Dataset entries:
· · · ·

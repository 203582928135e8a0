use alloc::vec::Vec;
use ndarray::Array2;
use serde::{Deserialize, Serialize};

use crate::*;

/// Game state as observed through [`Board::check_win`] and [`Board::check_lose`].
#[derive(Copy, Clone, Debug, PartialEq, Eq, Serialize, Deserialize)]
pub enum BoardState {
    Playing,
    Won,
    Lost,
}

impl BoardState {
    pub const fn is_finished(self) -> bool {
        matches!(self, Self::Won | Self::Lost)
    }
}

/// Square grid of tiles for one game, indexed by `(x, y)`.
///
/// The board never refuses a move, callers check [`Board::state`] after each mutation and stop forwarding input
/// once the game is over.
#[derive(Clone, Debug, PartialEq)]
pub struct Board {
    tiles: Array2<Tile>,
    size: Coord,
    mine_count: CellCount,
    flagged_count: CellCount,
    revealed_safe_count: CellCount,
    revealed_mine_count: CellCount,
}

impl Board {
    /// New board with `mines` randomly placed mines.
    ///
    /// `size` must be at least 1 and `mines` in `1..size * size`; other values are clamped into a playable board.
    pub fn create(size: Coord, mines: CellCount) -> Self {
        Self::with_generator(
            BoardConfig::new_unchecked(size, mines),
            RandomMinefieldGenerator::from_entropy(),
        )
    }

    pub fn with_generator(config: BoardConfig, generator: impl MinefieldGenerator) -> Self {
        Self::from_layout(&generator.generate(config))
    }

    pub fn from_layout(layout: &MineLayout) -> Self {
        let size = layout.size();
        let tiles = Array2::from_shape_fn(square(size).to_nd_index(), |(x, y)| {
            // shape comes from a `Coord` sized layout
            let coords = (x as Coord, y as Coord);
            Tile {
                kind: layout.kind_at(coords),
                ..Tile::new(coords)
            }
        });
        log::debug!(
            "Created {0}x{0} board with {1} mines",
            size,
            layout.mine_count()
        );

        Self {
            tiles,
            size,
            mine_count: layout.mine_count(),
            flagged_count: 0,
            revealed_safe_count: 0,
            revealed_mine_count: 0,
        }
    }

    pub fn size(&self) -> Coord {
        self.size
    }

    pub fn mine_count(&self) -> CellCount {
        self.mine_count
    }

    pub fn flagged_count(&self) -> CellCount {
        self.flagged_count
    }

    /// Mines not yet accounted for by a flag, negative when there are more flags than mines.
    pub fn mines_left(&self) -> isize {
        (self.mine_count as isize) - (self.flagged_count as isize)
    }

    pub fn safe_cell_count(&self) -> CellCount {
        mult(self.size, self.size) - self.mine_count
    }

    pub fn tile(&self, coords: Coord2) -> Option<&Tile> {
        self.tiles.get(coords.to_nd_index())
    }

    pub fn view_at(&self, coords: Coord2) -> Option<TileView> {
        self.tile(coords).map(Tile::view)
    }

    /// Every tile, `x` major.
    pub fn tiles(&self) -> impl Iterator<Item = &Tile> {
        self.tiles.iter()
    }

    pub fn iter_neighbors(&self, coords: Coord2) -> NeighborIter {
        NeighborIter::new(coords, square(self.size))
    }

    pub fn state(&self) -> BoardState {
        if self.check_lose() {
            BoardState::Lost
        } else if self.check_win() {
            BoardState::Won
        } else {
            BoardState::Playing
        }
    }

    /// Every tile that is not a mine has been revealed, flags are not considered.
    pub fn check_win(&self) -> bool {
        self.revealed_safe_count == self.safe_cell_count()
    }

    /// At least one mine has been revealed.
    pub fn check_lose(&self) -> bool {
        self.revealed_mine_count > 0
    }

    /// Reveals a hidden tile, flood filling through tiles without adjacent mines.
    ///
    /// A flagged tile is revealed all the same and loses its flag.
    pub fn reveal_tile(&mut self, coords: Coord2) -> RevealOutcome {
        use RevealOutcome::*;

        let Some(tile) = self.tile(coords) else {
            log::warn!("Ignoring reveal outside the board at {:?}", coords);
            return NoChange;
        };
        if tile.revealed {
            return NoChange;
        }

        let mut outcome = NoChange;
        let mut to_visit = Vec::from([coords]);
        while let Some(visit_coords) = to_visit.pop() {
            let tile = &mut self.tiles[visit_coords.to_nd_index()];
            if tile.revealed {
                continue;
            }

            tile.revealed = true;
            if tile.flagged {
                tile.flagged = false;
                self.flagged_count -= 1;
            }

            match tile.kind {
                TileKind::Mine => {
                    if self.revealed_mine_count == 0 {
                        tile.exploded = true;
                        log::debug!("Mine hit at {:?}, game lost", visit_coords);
                    }
                    self.revealed_mine_count += 1;
                    outcome = outcome | HitMine;
                }
                TileKind::Number(count) => {
                    self.revealed_safe_count += 1;
                    log::trace!("Revealed tile at {:?}, mine count: {}", visit_coords, count);
                    outcome = outcome | Revealed;
                }
                TileKind::Empty => {
                    self.revealed_safe_count += 1;
                    log::trace!("Flood fill through {:?}", visit_coords);
                    outcome = outcome | Revealed;

                    let tiles = &self.tiles;
                    to_visit.extend(
                        self.iter_neighbors(visit_coords)
                            .filter(|&pos| !tiles[pos.to_nd_index()].revealed),
                    );
                }
            }
        }

        if outcome == Revealed && self.check_win() {
            log::debug!("All safe tiles revealed, game won");
            Won
        } else {
            outcome
        }
    }

    /// Toggles the flag on a hidden tile.
    pub fn flag_tile(&mut self, coords: Coord2) -> MarkOutcome {
        let Some(tile) = self.tiles.get_mut(coords.to_nd_index()) else {
            log::warn!("Ignoring flag outside the board at {:?}", coords);
            return MarkOutcome::NoChange;
        };
        if tile.revealed {
            return MarkOutcome::NoChange;
        }

        tile.flagged = !tile.flagged;
        if tile.flagged {
            self.flagged_count += 1;
        } else {
            self.flagged_count -= 1;
        }
        MarkOutcome::Changed
    }

    /// Chord: reveals every hidden, unflagged neighbor of a revealed number tile once exactly that many neighbors
    /// are flagged.
    ///
    /// Flags are trusted, a misplaced flag can make this reveal a mine.
    pub fn reveal_adjacent(&mut self, coords: Coord2) -> RevealOutcome {
        let Some(tile) = self.tile(coords) else {
            log::warn!("Ignoring chord outside the board at {:?}", coords);
            return RevealOutcome::NoChange;
        };
        let (true, TileKind::Number(count)) = (tile.revealed, tile.kind) else {
            return RevealOutcome::NoChange;
        };

        let flagged = self.count_flagged_neighbors(coords);
        if flagged != count {
            log::trace!(
                "Chord at {:?} skipped, {} flags around a {}",
                coords,
                flagged,
                count
            );
            return RevealOutcome::NoChange;
        }

        let mut outcome = RevealOutcome::NoChange;
        for pos in self.iter_neighbors(coords) {
            let neighbor = &self.tiles[pos.to_nd_index()];
            // earlier neighbors may have flooded into this one
            if neighbor.revealed || neighbor.flagged {
                continue;
            }
            outcome = outcome | self.reveal_tile(pos);
        }
        outcome
    }

    /// After a loss, clears every flag and reveals all mines. Only the mine that lost the game stays exploded.
    pub fn reveal_mines(&mut self) -> MarkOutcome {
        if !self.check_lose() {
            return MarkOutcome::NoChange;
        }

        let mut updated = false;
        for tile in self.tiles.iter_mut() {
            if tile.flagged {
                tile.flagged = false;
                updated = true;
            }
            if tile.is_mine() && !tile.revealed {
                tile.revealed = true;
                self.revealed_mine_count += 1;
                updated = true;
            }
        }
        self.flagged_count = 0;

        if updated {
            MarkOutcome::Changed
        } else {
            MarkOutcome::NoChange
        }
    }

    /// After a win, flags every mine that is still unflagged.
    pub fn flag_mines(&mut self) -> MarkOutcome {
        if self.state() != BoardState::Won {
            return MarkOutcome::NoChange;
        }

        let mut updated = false;
        for tile in self.tiles.iter_mut() {
            if tile.is_mine() && !tile.revealed && !tile.flagged {
                tile.flagged = true;
                self.flagged_count += 1;
                updated = true;
            }
        }

        if updated {
            MarkOutcome::Changed
        } else {
            MarkOutcome::NoChange
        }
    }

    fn count_flagged_neighbors(&self, coords: Coord2) -> u8 {
        // at most 8
        self.iter_neighbors(coords)
            .filter(|&pos| self.tiles[pos.to_nd_index()].flagged)
            .count() as u8
    }
}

· · · ·

● **Exercise details**: Only the count, nothing else: how many lines of the records hold the word "BoardConfig"?

● **Result for this task**: 2